(Collected data)

//! Screen-space points and smoothed paths for the value line and its area fill.

use std::fmt;

use time::Date;

use super::scale::ScaleMapper;
use super::series::Sample;

pub const DEFAULT_TENSION: f64 = 0.3;

#[derive(Debug, Clone, Copy, PartialEq)]
pub struct ChartPoint {
    pub x: f64,
    pub y: f64,
    pub value: f64,
    pub index: usize,
    pub date: Date,
}

impl ChartPoint {
    pub fn sample(&self) -> Sample {
        Sample {
            index: self.index,
            value: self.value,
            date: self.date,
        }
    }
}

#[derive(Debug, Clone, Copy, PartialEq)]
pub enum PathCommand {
    MoveTo { x: f64, y: f64 },
    LineTo { x: f64, y: f64 },
    CubicTo {
        cp1: (f64, f64),
        cp2: (f64, f64),
        to: (f64, f64),
    },
    Close,
}

/// Declarative path; `Display` renders SVG path data.
#[derive(Debug, Clone, Default, PartialEq)]
pub struct Path {
    pub commands: Vec<PathCommand>,
}

impl Path {
    pub fn is_empty(&self) -> bool {
        self.commands.is_empty()
    }

    pub fn len(&self) -> usize {
        self.commands.len()
    }
}

impl fmt::Display for Path {
    fn fmt(&self, f: &mut fmt::Formatter<'_>) -> fmt::Result {
        for (i, command) in self.commands.iter().enumerate() {
            if i > 0 {
                f.write_str(" ")?;
            }
            match command {
                PathCommand::MoveTo { x, y } => write!(f, "M {x} {y}")?,
                PathCommand::LineTo { x, y } => write!(f, "L {x} {y}")?,
                PathCommand::CubicTo { cp1, cp2, to } => write!(
                    f,
                    "C {} {}, {} {}, {} {}",
                    cp1.0, cp1.1, cp2.0, cp2.1, to.0, to.1
                )?,
                PathCommand::Close => f.write_str("Z")?,
            }
        }
        Ok(())
    }
}

pub fn build_points(samples: &[Sample], scale: &ScaleMapper) -> Vec<ChartPoint> {
    samples
        .iter()
        .map(|sample| ChartPoint {
            x: scale.x_for(sample.index),
            y: scale.y_for(sample.value),
            value: sample.value,
            index: sample.index,
            date: sample.date,
        })
        .collect()
}

/// Catmull-Rom style cubic curve through every point. Endpoints reuse
/// themselves as the missing neighbour. Fewer than two points yield an empty
/// path.
pub fn smooth_path(points: &[ChartPoint], tension: f64) -> Path {
    if points.len() < 2 {
        return Path::default();
    }

    let mut commands = Vec::with_capacity(points.len());
    commands.push(PathCommand::MoveTo {
        x: points[0].x,
        y: points[0].y,
    });

    for i in 0..points.len() - 1 {
        let p1 = &points[i];
        let p2 = &points[i + 1];
        let p0 = if i > 0 { &points[i - 1] } else { p1 };
        let p3 = points.get(i + 2).unwrap_or(p2);

        commands.push(PathCommand::CubicTo {
            cp1: (
                p1.x + (p2.x - p0.x) * tension,
                p1.y + (p2.y - p0.y) * tension,
            ),
            cp2: (
                p2.x - (p3.x - p1.x) * tension,
                p2.y - (p3.y - p1.y) * tension,
            ),
            to: (p2.x, p2.y),
        });
    }

    Path { commands }
}

/// Close `line` down to `baseline_y` for the area fill beneath it.
pub fn area_path(line: &Path, points: &[ChartPoint], baseline_y: f64) -> Path {
    let (Some(first), Some(last)) = (points.first(), points.last()) else {
        return Path::default();
    };
    if line.is_empty() {
        return Path::default();
    }

    let mut commands = line.commands.clone();
    commands.push(PathCommand::LineTo {
        x: last.x,
        y: baseline_y,
    });
    commands.push(PathCommand::LineTo {
        x: first.x,
        y: baseline_y,
    });
    commands.push(PathCommand::Close);
    Path { commands }
}
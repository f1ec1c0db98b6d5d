//! Shared UI crate for Folio Pulse. The chart and gauge logic lives in
//! `core`; `components` and `views` are the Dioxus layer every platform
//! launcher mounts.

pub mod components;
pub mod core;
pub mod views;
#![cfg(test)]
//! Ensures the embedded desktop CSS (shared theme) stays present & non‑trivial.
//!
//! The desktop launcher embeds `ui/assets/theme/main.css` with `include_str!`,
//! so a truncated or moved file would only show up as unstyled charts at
//! runtime. If you relocate the theme, update both this test and the constant
//! in `desktop/src/main.rs`.

const EMBEDDED_CSS: &str = include_str!(concat!(
    env!("CARGO_MANIFEST_DIR"),
    "/../ui/assets/theme/main.css"
));

#[test]
fn embedded_css_file_exists_and_is_not_empty() {
    assert!(
        !EMBEDDED_CSS.trim().is_empty(),
        "Embedded CSS file appears to be empty. If this is intentional, remove the test."
    );
}

#[test]
fn embedded_css_contains_expected_tokens() {
    let required = ["--color-bg", "--color-brand", "body {", ".value-chart__tooltip"];
    for token in required {
        assert!(
            EMBEDDED_CSS.contains(token),
            "Expected token `{token}` missing from embedded CSS"
        );
    }
}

**Directions**
Transcribe each record exactly. Leave nothing out.

**Exercise response**
//! Screen-space points and smoothed paths for the value line and its area fill.

use std::fmt;

use time::Date;

use super::scale::ScaleMapper;
use super::series::Sample;

pub const DEFAULT_TENSION: f64 = 0.3;

#[derive(Debug, Clone, Copy, PartialEq)]
pub struct ChartPoint {
    pub x: f64,
    pub y: f64,
    pub value: f64,
    pub index: usize,
    pub date: Date,
}

impl ChartPoint {
    pub fn sample(&self) -> Sample {
        Sample {
            index: self.index,
            value: self.value,
            date: self.date,
        }
    }
}

#[derive(Debug, Clone, Copy, PartialEq)]
pub enum PathCommand {
    MoveTo { x: f64, y: f64 },
    LineTo { x: f64, y: f64 },
    CubicTo {
        cp1: (f64, f64),
        cp2: (f64, f64),
        to: (f64, f64),
    },
    Close,
}

/// Declarative path; `Display` renders SVG path data.
#[derive(Debug, Clone, Default, PartialEq)]
pub struct Path {
    pub commands: Vec<PathCommand>,
}

impl Path {
    pub fn is_empty(&self) -> bool {
        self.commands.is_empty()
    }

    pub fn len(&self) -> usize {
        self.commands.len()
    }
}

impl fmt::Display for Path {
    fn fmt(&self, f: &mut fmt::Formatter<'_>) -> fmt::Result {
        for (i, command) in self.commands.iter().enumerate() {
            if i > 0 {
                f.write_str(" ")?;
            }
            match command {
                PathCommand::MoveTo { x, y } => write!(f, "M {x} {y}")?,
                PathCommand::LineTo { x, y } => write!(f, "L {x} {y}")?,
                PathCommand::CubicTo { cp1, cp2, to } => write!(
                    f,
                    "C {} {}, {} {}, {} {}",
                    cp1.0, cp1.1, cp2.0, cp2.1, to.0, to.1
                )?,
                PathCommand::Close => f.write_str("Z")?,
            }
        }
        Ok(())
    }
}

pub fn build_points(samples: &[Sample], scale: &ScaleMapper) -> Vec<ChartPoint> {
    samples
        .iter()
        .map(|sample| ChartPoint {
            x: scale.x_for(sample.index),
            y: scale.y_for(sample.value),
            value: sample.value,
            index: sample.index,
            date: sample.date,
        })
        .collect()
}

/// Catmull-Rom style cubic curve through every point. Endpoints reuse
/// themselves as the missing neighbour. Fewer than two points yield an empty
/// path.
pub fn smooth_path(points: &[ChartPoint], tension: f64) -> Path {
    if points.len() < 2 {
        return Path::default();
    }

    let mut commands = Vec::with_capacity(points.len());
    commands.push(PathCommand::MoveTo {
        x: points[0].x,
        y: points[0].y,
    });

    for i in 0..points.len() - 1 {
        let p1 = &points[i];
        let p2 = &points[i + 1];
        let p0 = if i > 0 { &points[i - 1] } else { p1 };
        let p3 = points.get(i + 2).unwrap_or(p2);

        commands.push(PathCommand::CubicTo {
            cp1: (
                p1.x + (p2.x - p0.x) * tension,
                p1.y + (p2.y - p0.y) * tension,
            ),
            cp2: (
                p2.x - (p3.x - p1.x) * tension,
                p2.y - (p3.y - p1.y) * tension,
            ),
            to: (p2.x, p2.y),
        });
    }

    Path { commands }
}

/// Close `line` down to `baseline_y` for the area fill beneath it.
pub fn area_path(line: &Path, points: &[ChartPoint], baseline_y: f64) -> Path {
    let (Some(first), Some(last)) = (points.first(), points.last()) else {
        return Path::default();
    };
    if line.is_empty() {
        return Path::default();
    }

    let mut commands = line.commands.clone();
    commands.push(PathCommand::LineTo {
        x: last.x,
        y: baseline_y,
    });
    commands.push(PathCommand::LineTo {
        x: first.x,
        y: baseline_y,
    });
    commands.push(PathCommand::Close);
    Path { commands }
}
repository f1ec1c0db98b6d5d
//! Shared UI crate for Folio Pulse. The chart and gauge logic lives in
//! `core`; `components` and `views` are the Dioxus layer every platform
//! launcher mounts.

pub mod components;
pub mod core;
pub mod views;
#![cfg(test)]
//! Ensures the embedded desktop CSS (shared theme) stays present & non‑trivial.
//!
//! The desktop launcher embeds `ui/assets/theme/main.css` with `include_str!`,
//! so a truncated or moved file would only show up as unstyled charts at
//! runtime. If you relocate the theme, update both this test and the constant
//! in `desktop/src/main.rs`.

const EMBEDDED_CSS: &str = include_str!(concat!(
    env!("CARGO_MANIFEST_DIR"),
    "/../ui/assets/theme/main.css"
));

#[test]
fn embedded_css_file_exists_and_is_not_empty() {
    assert!(
        !EMBEDDED_CSS.trim().is_empty(),
        "Embedded CSS file appears to be empty. If this is intentional, remove the test."
    );
}

#[test]
fn embedded_css_contains_expected_tokens() {
    let required = ["--color-bg", "--color-brand", "body {", ".value-chart__tooltip"];
    for token in required {
        assert!(
            EMBEDDED_CSS.contains(token),
            "Expected token `{token}` missing from embedded CSS"
        );
    }
}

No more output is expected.